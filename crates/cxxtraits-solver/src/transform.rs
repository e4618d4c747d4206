//! Type transformations.
//!
//! Pure functions from types to types. Each is total over every `TypeId`
//! and idempotent where the operation allows it: removing `const` from a
//! non-const type returns the input unchanged.

use crate::TypeDatabase;
use crate::classify::is_referenceable;
use crate::error::{TraitError, TraitResult};
use crate::format::TypeFormatter;
use crate::type_list::{first_with_size_at_least, signed_integers, unsigned_integers};
use crate::type_queries::{array_parts, builtin_kind, enum_decl, referent, split_cv};
use crate::types::{BuiltinKind, CvQualifiers, TypeData, TypeId};

// =============================================================================
// cv-qualification
// =============================================================================

pub fn add_const(db: &dyn TypeDatabase, ty: TypeId) -> TypeId {
    db.qualified(ty, CvQualifiers::CONST)
}

pub fn add_volatile(db: &dyn TypeDatabase, ty: TypeId) -> TypeId {
    db.qualified(ty, CvQualifiers::VOLATILE)
}

pub fn add_cv(db: &dyn TypeDatabase, ty: TypeId) -> TypeId {
    db.qualified(ty, CvQualifiers::CONST | CvQualifiers::VOLATILE)
}

fn remove_qualifiers(db: &dyn TypeDatabase, ty: TypeId, remove: CvQualifiers) -> TypeId {
    let (base, cv) = split_cv(db, ty);
    if !cv.intersects(remove) {
        return ty;
    }
    db.qualified(base, cv - remove)
}

pub fn remove_const(db: &dyn TypeDatabase, ty: TypeId) -> TypeId {
    remove_qualifiers(db, ty, CvQualifiers::CONST)
}

pub fn remove_volatile(db: &dyn TypeDatabase, ty: TypeId) -> TypeId {
    remove_qualifiers(db, ty, CvQualifiers::VOLATILE)
}

pub fn remove_cv(db: &dyn TypeDatabase, ty: TypeId) -> TypeId {
    split_cv(db, ty).0
}

// =============================================================================
// References and pointers
// =============================================================================

/// `T&`; `void` and abominable function types are returned unchanged.
pub fn add_lvalue_reference(db: &dyn TypeDatabase, ty: TypeId) -> TypeId {
    if is_referenceable(db, ty) {
        db.lvalue_reference(ty)
    } else {
        ty
    }
}

/// `T&&`, collapsing `U& &&` to `U&`; `void` and abominable function types
/// are returned unchanged.
pub fn add_rvalue_reference(db: &dyn TypeDatabase, ty: TypeId) -> TypeId {
    if is_referenceable(db, ty) {
        db.rvalue_reference(ty)
    } else {
        ty
    }
}

pub fn remove_reference(db: &dyn TypeDatabase, ty: TypeId) -> TypeId {
    referent(db, ty).map_or(ty, |(inner, _)| inner)
}

pub fn remove_cvref(db: &dyn TypeDatabase, ty: TypeId) -> TypeId {
    remove_cv(db, remove_reference(db, ty))
}

/// Pointer to the referent of `ty`. Abominable function types are returned
/// unchanged; `void` becomes `void*`.
pub fn add_pointer(db: &dyn TypeDatabase, ty: TypeId) -> TypeId {
    let target = remove_reference(db, ty);
    if is_referenceable(db, target) || crate::type_queries::is_void(db, target) {
        db.pointer(target)
    } else {
        ty
    }
}

/// Pointee of a (possibly cv-qualified) pointer; other types unchanged.
pub fn remove_pointer(db: &dyn TypeDatabase, ty: TypeId) -> TypeId {
    crate::type_queries::pointee(db, ty).unwrap_or(ty)
}

// =============================================================================
// Arrays
// =============================================================================

pub fn remove_extent(db: &dyn TypeDatabase, ty: TypeId) -> TypeId {
    array_parts(db, ty).map_or(ty, |(element, _)| element)
}

pub fn remove_all_extents(db: &dyn TypeDatabase, ty: TypeId) -> TypeId {
    crate::type_queries::strip_all_extents(db, ty)
}

// =============================================================================
// Decay and friends
// =============================================================================

/// The type a by-value parameter of type `ty` would have: the reference is
/// stripped first, then arrays become pointers to their element, functions
/// become function pointers, and everything else loses top-level cv.
pub fn decay(db: &dyn TypeDatabase, ty: TypeId) -> TypeId {
    let stripped = remove_reference(db, ty);
    match db.lookup(stripped) {
        Some(TypeData::Array { element, .. }) => db.pointer(element),
        Some(TypeData::Function(_)) => add_pointer(db, stripped),
        _ => remove_cv(db, stripped),
    }
}

#[inline]
pub fn type_identity(ty: TypeId) -> TypeId {
    ty
}

#[inline]
pub fn conditional(condition: bool, if_true: TypeId, if_false: TypeId) -> TypeId {
    if condition { if_true } else { if_false }
}

// =============================================================================
// Signedness
// =============================================================================

#[derive(Copy, Clone, Debug, PartialEq, Eq)]
enum Signedness {
    Signed,
    Unsigned,
}

/// Signed counterpart of an integral or enumeration type, cv preserved.
///
/// Standard integer types map to the signed type of the same rank; character
/// types and enumerations map to the first signed integer at least as wide.
pub fn make_signed(db: &dyn TypeDatabase, ty: TypeId, int128: bool) -> TraitResult<TypeId> {
    make_with_signedness(db, ty, Signedness::Signed, int128)
}

/// Unsigned counterpart of an integral or enumeration type, cv preserved.
pub fn make_unsigned(db: &dyn TypeDatabase, ty: TypeId, int128: bool) -> TraitResult<TypeId> {
    make_with_signedness(db, ty, Signedness::Unsigned, int128)
}

fn make_with_signedness(
    db: &dyn TypeDatabase,
    ty: TypeId,
    signedness: Signedness,
    int128: bool,
) -> TraitResult<TypeId> {
    let trait_name = match signedness {
        Signedness::Signed => "make_signed",
        Signedness::Unsigned => "make_unsigned",
    };
    let (base, cv) = split_cv(db, ty);
    let not_integral = || TraitError::NotIntegral {
        trait_name,
        ty: TypeFormatter::new(db).format(ty),
    };

    let size = if let Some(kind) = builtin_kind(db, base) {
        if !kind.is_integral() || kind == BuiltinKind::Bool {
            return Err(not_integral());
        }
        if let Some(mapped) = rank_counterpart(kind, signedness) {
            return Ok(db.qualified(mapped.type_id(), cv));
        }
        kind.layout(db.target()).size
    } else if let Some(decl) = enum_decl(db, base) {
        let underlying = decl.underlying(db.target());
        builtin_kind(db, underlying)
            .map(|kind| kind.layout(db.target()).size)
            .ok_or_else(not_integral)?
    } else {
        return Err(not_integral());
    };

    let ladder = match signedness {
        Signedness::Signed => signed_integers(int128),
        Signedness::Unsigned => unsigned_integers(int128),
    };
    let kind = first_with_size_at_least(ladder, size, db.target())
        .ok_or(TraitError::NoMatchingInteger { trait_name, size })?;
    Ok(db.qualified(kind.type_id(), cv))
}

fn rank_counterpart(kind: BuiltinKind, signedness: Signedness) -> Option<BuiltinKind> {
    use BuiltinKind::*;
    let pair = match kind {
        SignedChar | UnsignedChar => (SignedChar, UnsignedChar),
        Short | UnsignedShort => (Short, UnsignedShort),
        Int | UnsignedInt => (Int, UnsignedInt),
        Long | UnsignedLong => (Long, UnsignedLong),
        LongLong | UnsignedLongLong => (LongLong, UnsignedLongLong),
        Int128 | UnsignedInt128 => (Int128, UnsignedInt128),
        _ => return None,
    };
    Some(match signedness {
        Signedness::Signed => pair.0,
        Signedness::Unsigned => pair.1,
    })
}

#[cfg(test)]
#[path = "../tests/transform_tests.rs"]
mod tests;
-=-=-=-=-
> **How to complete this task**:
In the records, count every line that includes "referent" and give the count alone.

> **Result for this exercise**:
3